Появление слежки не было неожиданностью. Он прекрасно понимал, что комитет не успокоится, разыскивая убийцу сотрудника. Огорчало только, что все произошло очень быстро. А он уже начал привыкать к новой жизни, имени и должности.
Глава 20
Сергеев сидел за рабочим столом и с тоской взирал на толстую пачку непроверенных карт. Как назло, сосед по кабинету, заведующий кардиологией Белорецкий, где-то отсутствовал. С Виталием Исааковичем можно было отвлечься от неприятной обязанности. Посмеяться над одесскими анекдотами, запас которых у Белорецкого неиссякаем. Посидеть за стаканом чая и развеяться душевным разговором. И даже пропустить по рюмке коньяка, запас которого не уступал запасу анекдотов. Андрей с надеждой посмотрел на дверь: вот сейчас откроется – и войдет Белорецкий, точнее, сначала войдет породистый нос с горбинкой, а за ним последует остальная часть кандидата медицинских наук по специальности «кардиология». Следом за заведующим, возвышаясь над ним почти на голову, в кабинет просочится очередная очкастая худая интернша в коротком халатике. Но дверь не отреагировала на мысленный призыв.
Андрей со вздохом взял верхнюю карту. Доктор Буковский, работает второй год, старается, но чувствуется недостаток базовой подготовки: санитарный факультет. Вот, пожалуйста: пациент с преходящим нарушением мозгового кровообращения, все назначения правильные, но по лестнице с пятого этажа спускает пешком. На площадке второго этажа преходящее нарушение становится непреходящим: нарастает парез. И ведь не первый раз такое у Буковского, меньше месяца назад замечание ему делал. Сергеев пишет на карте красной ручкой: «Пригласить на ЛКК к начмеду». Не годится выносить сор из избы, то есть из отделения, но что делать, если доктор иначе не понимает.
Лечебно-контрольной комиссии у начмеда боялись больше, чем вызова на парткомиссию. Средневековая инквизиция могла бы здесь многому научиться. Конечно, физических пыток в кабинете начмеда не было, но моральные испанские сапоги[47] действовали ничуть не хуже железных. Разбор полетов растягивался часа на три, и частенько провинившихся врачей после заседания отпаивали валерьянкой или чем посущественнее.
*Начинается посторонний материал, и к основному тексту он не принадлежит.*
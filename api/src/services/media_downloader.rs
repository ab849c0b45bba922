//! Media downloader - runs the external twitter-media-downloader (`twmd`) for one
//! account and reports which images landed in the account's download directory.
//!
//! One blocking run per call, bounded by the configured timeout. No retries.

use serde::{Deserialize, Serialize};
use std::ffi::OsString;
use std::path::{Path, PathBuf};
use std::process::Stdio;
use std::time::Duration;
use tokio::process::Command;
use tracing::{info, warn};

use crate::config::DownloaderConfig;
use crate::constants::{DOWNLOADS_DIR, IMAGE_EXTENSIONS};

/// Error types for downloader runs
#[derive(Debug)]
pub enum DownloadError {
    Validation(String),
    ToolNotInstalled { program: String },
    ToolFailed {
        code: Option<i32>,
        stdout: String,
        stderr: String,
    },
    TimedOut(Duration),
    Io(std::io::Error),
}

impl std::fmt::Display for DownloadError {
    fn fmt(&self, f: &mut std::fmt::Formatter<'_>) -> std::fmt::Result {
        match self {
            DownloadError::Validation(s) => write!(f, "{}", s),
            DownloadError::ToolNotInstalled { program } => {
                write!(f, "downloader executable not found: {}", program)
            }
            DownloadError::ToolFailed {
                code,
                stdout,
                stderr,
            } => {
                match code {
                    Some(code) => write!(f, "downloader exited with status {}: {}", code, stderr.trim())?,
                    None => write!(f, "downloader terminated by signal: {}", stderr.trim())?,
                }
                if !stdout.trim().is_empty() {
                    write!(f, "\nstdout: {}", stdout.trim())?;
                }
                Ok(())
            }
            DownloadError::TimedOut(limit) => {
                write!(f, "downloader timed out after {}s", limit.as_secs_f64())
            }
            DownloadError::Io(e) => write!(f, "I/O error: {}", e),
        }
    }
}

impl std::error::Error for DownloadError {}

impl From<std::io::Error> for DownloadError {
    fn from(e: std::io::Error) -> Self {
        DownloadError::Io(e)
    }
}

/// Download switches sent by the client
#[derive(Debug, Clone, Deserialize)]
#[serde(rename_all = "camelCase", default)]
pub struct DownloadOptions {
    /// Passed to the tool as-is, negative values included
    pub image_count: i64,
    pub include_retweets: bool,
    pub only_media: bool,
    /// Accepted for client compatibility; the tool has no matching switch
    #[serde(rename = "includeNSFW")]
    pub include_nsfw: bool,
}

impl Default for DownloadOptions {
    fn default() -> Self {
        Self {
            image_count: 100,
            include_retweets: false,
            only_media: true,
            include_nsfw: true,
        }
    }
}

/// Outcome of a successful run
#[derive(Debug, Clone, Serialize)]
#[serde(rename_all = "camelCase")]
pub struct DownloadResult {
    pub success: bool,
    pub downloaded_count: usize,
    pub files: Vec<String>,
    /// Public URL path of the download directory
    pub directory: String,
    pub stdout: String,
    pub stderr: String,
}

#[derive(Debug, Clone)]
pub struct MediaDownloader {
    config: DownloaderConfig,
}

impl MediaDownloader {
    pub fn new(config: DownloaderConfig) -> Self {
        Self { config }
    }

    /// `<public_dir>/downloads`, served statically under `/downloads`
    pub fn downloads_root(&self) -> PathBuf {
        self.config.public_dir.join(DOWNLOADS_DIR)
    }

    /// Run the downloader once for `account`.
    pub async fn download(
        &self,
        account: &str,
        options: &DownloadOptions,
    ) -> Result<DownloadResult, DownloadError> {
        let account = normalize_account(account)?;
        let output_dir = self.downloads_root().join(account);
        tokio::fs::create_dir_all(&output_dir).await?;

        let args = build_args(account, &output_dir, options);
        info!(
            "[downloads] Running {} for @{} (count={}, retweets={}, media_only={}, nsfw={})",
            self.config.program,
            account,
            options.image_count,
            options.include_retweets,
            options.only_media,
            options.include_nsfw
        );

        let child = Command::new(&self.config.program)
            .args(&self.config.leading_args)
            .args(&args)
            .stdin(Stdio::null())
            .stdout(Stdio::piped())
            .stderr(Stdio::piped())
            .kill_on_drop(true)
            .spawn()
            .map_err(|e| match e.kind() {
                std::io::ErrorKind::NotFound => DownloadError::ToolNotInstalled {
                    program: self.config.program.clone(),
                },
                _ => DownloadError::Io(e),
            })?;

        // Dropping the wait on timeout kills the child (kill_on_drop)
        let output = match tokio::time::timeout(self.config.timeout, child.wait_with_output()).await {
            Ok(output) => output?,
            Err(_) => {
                warn!("[downloads] @{} timed out after {:?}", account, self.config.timeout);
                return Err(DownloadError::TimedOut(self.config.timeout));
            }
        };

        let stdout = String::from_utf8_lossy(&output.stdout).into_owned();
        let stderr = String::from_utf8_lossy(&output.stderr).into_owned();

        if !output.status.success() {
            warn!(
                "[downloads] @{} failed with {:?}: {}",
                account,
                output.status.code(),
                stderr.trim()
            );
            return Err(DownloadError::ToolFailed {
                code: output.status.code(),
                stdout,
                stderr,
            });
        }

        // The directory listing is authoritative, not the tool's own report
        let files = list_images(&output_dir).await?;
        info!("[downloads] @{} has {} images on disk", account, files.len());

        Ok(DownloadResult {
            success: true,
            downloaded_count: files.len(),
            files,
            directory: format!("/{}/{}", DOWNLOADS_DIR, account),
            stdout,
            stderr,
        })
    }
}

/// Trim, drop one leading `@`, and allow only `[A-Za-z0-9_]` so the handle is
/// safe both as a path segment and as a process argument.
pub fn normalize_account(raw: &str) -> Result<&str, DownloadError> {
    let trimmed = raw.trim();
    let account = trimmed.strip_prefix('@').unwrap_or(trimmed);

    if account.is_empty() {
        return Err(DownloadError::Validation("Username is required".into()));
    }
    if !account.bytes().all(|b| b.is_ascii_alphanumeric() || b == b'_') {
        return Err(DownloadError::Validation(
            "Username may only contain letters, digits and underscores".into(),
        ));
    }

    Ok(account)
}

/// Argument vector: `-u <account> -o <dir> -a -n <count> -B [-r] [-M]`
pub fn build_args(account: &str, output_dir: &Path, options: &DownloadOptions) -> Vec<OsString> {
    let mut args: Vec<OsString> = vec![
        "-u".into(),
        account.into(),
        "-o".into(),
        output_dir.as_os_str().to_owned(),
        // images and videos
        "-a".into(),
        "-n".into(),
        options.image_count.to_string().into(),
        // no banner
        "-B".into(),
    ];

    if options.include_retweets {
        args.push("-r".into());
    }
    if options.only_media {
        args.push("-M".into());
    }

    args
}

/// Image file names in `dir`, sorted. Extensions compare case-insensitively.
pub async fn list_images(dir: &Path) -> std::io::Result<Vec<String>> {
    let mut files = Vec::new();
    let mut entries = tokio::fs::read_dir(dir).await?;

    while let Some(entry) = entries.next_entry().await? {
        if !entry.file_type().await?.is_file() {
            continue;
        }
        let name = entry.file_name().to_string_lossy().into_owned();
        if is_image_name(&name) {
            files.push(name);
        }
    }

    files.sort();
    Ok(files)
}

fn is_image_name(name: &str) -> bool {
    Path::new(name)
        .extension()
        .and_then(|ext| ext.to_str())
        .map(|ext| IMAGE_EXTENSIONS.iter().any(|known| ext.eq_ignore_ascii_case(known)))
        .unwrap_or(false)
}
Сергеев снова глубоко вздохнул и взял следующую карту. Предыдущий заведующий неврологическим отделением, колоритный армянин Сурен Владимирович Мовсесян, любил эту бумажную работу. С упорством, достойным лучшего применения, находил ошибки подчиненных и устраивал разносы не хуже ЛКК. «Может, я зря согласился на руководящую должность? – думал Сергеев. – Выходил бы сейчас на смены сутки через двое и не протирал бы штаны в кабинете».
Распахнувшаяся дверь отвлекла от грустных размышлений. Вместо длинного носа с горбинкой в проеме появились рыжие волосы и веснушки – профсоюзный босс Ирина Пархомова собственной персоной.
– Сергеев, ты почему еще здесь? – Пархомова округлила глаза.